In the end, Obama won the election with 52.9% of the vote, against McCain who came out with 45.7%.

However, polls have historically underestimated Republican support. Except 2000 (when a November Surprise revelation of a George W. Bush drunk-driving charge pushed Gore 3.2% higher than the final round of polling), Republican Presidential candidates since 1992 have outperformed their final polls by a mean of 1.8 points. Such an outcome for Romney would put him 1.5% ahead in the national polls, and imperil Obama’s grip on the swing states.

Second, the Bradley Effect. The interesting thing about the swing states is that many of them are disproportionately white. The United States is 72% white, but Iowa is 89% white, Indiana is 81% white, Ohio is 81% white, Minnesota is 83% white, Pennsylvania is 79% white, New Hampshire is 92% white, Maine is 94% white and Wisconsin is 83% white. This means that they are particularly susceptible to the Bradley Effect — where white voters tell a pollster they will vote for a black candidate, but in reality vote for a white alternative. In a state in which Obama holds a small lead in state-level polling, only a small Bradley Effect would be necessary to turn it red.

This effect may have already affected Barack Obama in the past — in the 2008 primaries, Obama was shown by the polls to be leading in New Hampshire, but in reality Hillary Clinton ran out the winner. And many national polls in October 2008 showed Obama with much bigger leads than he really achieved at the polls — Gallup showed Obama as 11% ahead, Pew showed Obama as 16% ahead.

A small Bradley Effect will not hurt Obama where he is 7% or 11% or 16% ahead in the polls. But when polls are closer — as they mostly are in the swing states — it becomes more plausible than such an effect could change the course of the race.

And the Bradley Effect in 2012 may be bigger than in 2008. A recent poll by the Associated Press concluded:

A majority of Americans (51 percent) now hold “explicit anti-black attitudes” — up from 49 percent in 2008 — and 56 percent showed prejudice on an implicit racism test.

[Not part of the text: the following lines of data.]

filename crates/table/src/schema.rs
// SPDX-License-Identifier: AGPL-3.0-or-later
// Copyright (c) 2025 ReifyDB

use std::collections::HashSet;

use indexmap::IndexMap;
use prism_type::{
	Result, Type,
	error::{
		Error,
		diagnostic::table::{duplicate_column, empty_column_name, empty_schema, malformed_batch, unsupported_type},
	},
	return_error,
};
use serde::{Deserialize, Deserializer, Serialize, Serializer, de, ser::SerializeMap};

#[derive(Debug, Clone, PartialEq, Eq)]
pub struct SchemaColumn {
	pub name: String,
	pub r#type: Type,
}

/// Ordered column name to type mapping. Serializes as `{"x": "integer", ...}`.
#[derive(Debug, Clone, PartialEq, Eq, Default)]
pub struct Schema {
	columns: Vec<SchemaColumn>,
}

impl Schema {
	/// Builds a schema without validating it; [`Schema::validate`] runs at table creation.
	pub fn new<N: Into<String>>(columns: impl IntoIterator<Item = (N, Type)>) -> Self {
		Self {
			columns: columns
				.into_iter()
				.map(|(name, r#type)| SchemaColumn {
					name: name.into(),
					r#type,
				})
				.collect(),
		}
	}

	/// Builds a schema from textual type names such as `"integer"`.
	pub fn parse<'a>(columns: impl IntoIterator<Item = (&'a str, &'a str)>) -> Result<Self> {
		let mut result = Vec::new();
		for (name, type_name) in columns {
			let r#type = type_name.parse::<Type>().map_err(|_| Error(unsupported_type(name, type_name)))?;
			result.push(SchemaColumn {
				name: name.to_string(),
				r#type,
			});
		}
		Ok(Self {
			columns: result,
		})
	}

	/// Builds a schema from a JSON object mapping column names to type names.
	pub fn from_json(json: &serde_json::Value) -> Result<Self> {
		let Some(object) = json.as_object() else {
			return_error!(malformed_batch("schema must be an object of column name to type"));
		};

		let mut pairs = Vec::with_capacity(object.len());
		for (name, type_name) in object {
			let Some(type_name) = type_name.as_str() else {
				return_error!(unsupported_type(name, &type_name.to_string()));
			};
			pairs.push((name.as_str(), type_name));
		}
		Self::parse(pairs)
	}

	pub fn validate(&self, table: &str) -> Result<()> {
		if self.columns.is_empty() {
			return_error!(empty_schema(table));
		}

		let mut seen = HashSet::with_capacity(self.columns.len());
		for column in &self.columns {
			if column.name.is_empty() {
				return_error!(empty_column_name(table));
			}
			if !seen.insert(column.name.as_str()) {
				return_error!(duplicate_column(table, &column.name));
			}
		}
		Ok(())
	}

	pub fn columns(&self) -> &[SchemaColumn] {
		&self.columns
	}

	pub fn len(&self) -> usize {
		self.columns.len()
	}

	pub fn is_empty(&self) -> bool {
		self.columns.is_empty()
	}

	pub fn column_index(&self, name: &str) -> Option<usize> {
		self.columns.iter().position(|c| c.name == name)
	}

	pub fn get_type(&self, name: &str) -> Option<Type> {
		self.columns.iter().find(|c| c.name == name).map(|c| c.r#type)
	}

	pub fn names(&self) -> impl Iterator<Item = &str> {
		self.columns.iter().map(|c| c.name.as_str())
	}
}

impl Serialize for Schema {
	fn serialize<S: Serializer>(&self, serializer: S) -> std::result::Result<S::Ok, S::Error> {
		let mut map = serializer.serialize_map(Some(self.columns.len()))?;
		for column in &self.columns {
			map.serialize_entry(&column.name, &column.r#type)?;
		}
		map.end()
	}
}

impl<'de> Deserialize<'de> for Schema {
	fn deserialize<D: Deserializer<'de>>(deserializer: D) -> std::result::Result<Self, D::Error> {
		let columns = IndexMap::<String, String>::deserialize(deserializer)?;
		Schema::parse(columns.iter().map(|(name, ty)| (name.as_str(), ty.as_str())))
			.map_err(|e| de::Error::custom(e.message.clone()))
	}
}
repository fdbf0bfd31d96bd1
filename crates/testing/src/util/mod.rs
// SPDX-License-Identifier: AGPL-3.0-or-later
// Copyright (c) 2025 ReifyDB

pub mod wait;
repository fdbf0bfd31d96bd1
// SPDX-License-Identifier: AGPL-3.0-or-later
// Copyright (c) 2025 ReifyDB

//! Shared setup for the end-to-end tests.

use std::time::Duration;

use prism::{Schema, Server, ServerBuilder, Type, WsConfig};
use prism_client::{Delta, Response, ResponsePayload, ViewId, WsClient};
use tokio::time::timeout;

pub const TABLE: &str = "data_source_one";

/// A server with an empty `data_source_one {x: integer}` table, listening on an
/// ephemeral loopback port.
pub async fn start_server() -> Server {
	let mut server = ServerBuilder::new()
		.with_table(TABLE, Schema::new([("x", Type::Int)]))
		.with_ws(WsConfig::new().bind_addr("127.0.0.1:0").shutdown_timeout(Duration::from_secs(5)))
		.build()
		.expect("failed to build server");
	server.start().await.expect("failed to start server");
	server
}

pub async fn connect(server: &Server) -> WsClient {
	let url = server.ws().and_then(|ws| ws.url()).expect("server has no websocket listener");
	WsClient::connect(&url).await.expect("failed to connect")
}

/// The next push, failing the test after five seconds.
pub async fn next_push(client: &mut WsClient) -> Response {
	timeout(Duration::from_secs(5), client.recv())
		.await
		.expect("timed out waiting for a push")
		.expect("connection closed")
}

/// The next `view_update` for `view_id`.
pub async fn next_delta(client: &mut WsClient, view_id: ViewId) -> Delta {
	loop {
		let push = next_push(client).await;
		match push.payload {
			ResponsePayload::ViewUpdate {
				view_id: id,
				delta,
			} if id == view_id => return delta,
			ResponsePayload::Error(err) => panic!("unexpected error push: {:?}", err),
			_ => {}
		}
	}
}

Finally, polls have tended to overestimate the popularity of incumbent Presidents, especially Democrats. In 1980, polls put Jimmy Carter 3% of his final tally, and in 1996 polls put Bill Clinton 2.8% ahead of his final tally:

Taken together, these difficult-to-quantify factors pose a serious challenge to Silver’s model. While it is fine to build a predictive model on polling data, if the polling data fed into the model is skewed, then any predictions will be skewed. Garbage in, garbage out.

I rate Obama’s chance of being re-elected as no better than 50:50. If Silver really rates his chances as 85:15, perhaps he should consider taking bets at those odds.

UPDATE:

Obviously, Silver’s predictive model (and far, far more importantly the state-level polling data) proved even more accurate than 2008. However, the 2010 British General Election (in which polls and therefore Silver vastly overestimated the Liberal Democrat support level, leading to an electoral projection that was way off the mark) illustrates that there remain enough issues regarding the reliability of the polling data to ensure that Silver’s model (and similar) continue to suffer from the problem of fat tails. With solid, transparent and plentiful data (as Taleb puts it, in “Mediocristan”) such models work very, very well. But there remains plenty of scope (as Britain in 2010 illustrates) for polls to be systematically wrong (“Extremistan”). Given the likelihood that every news network will have its own state-level poll aggregator and Nate Silver soundalike on-hand come 2016, that might well be a poetic date for the chaotic effects of unreliable polling data to reappear. In the meantime, I congratulate the pollsters for providing Silver with the data necessary to make accurate projections.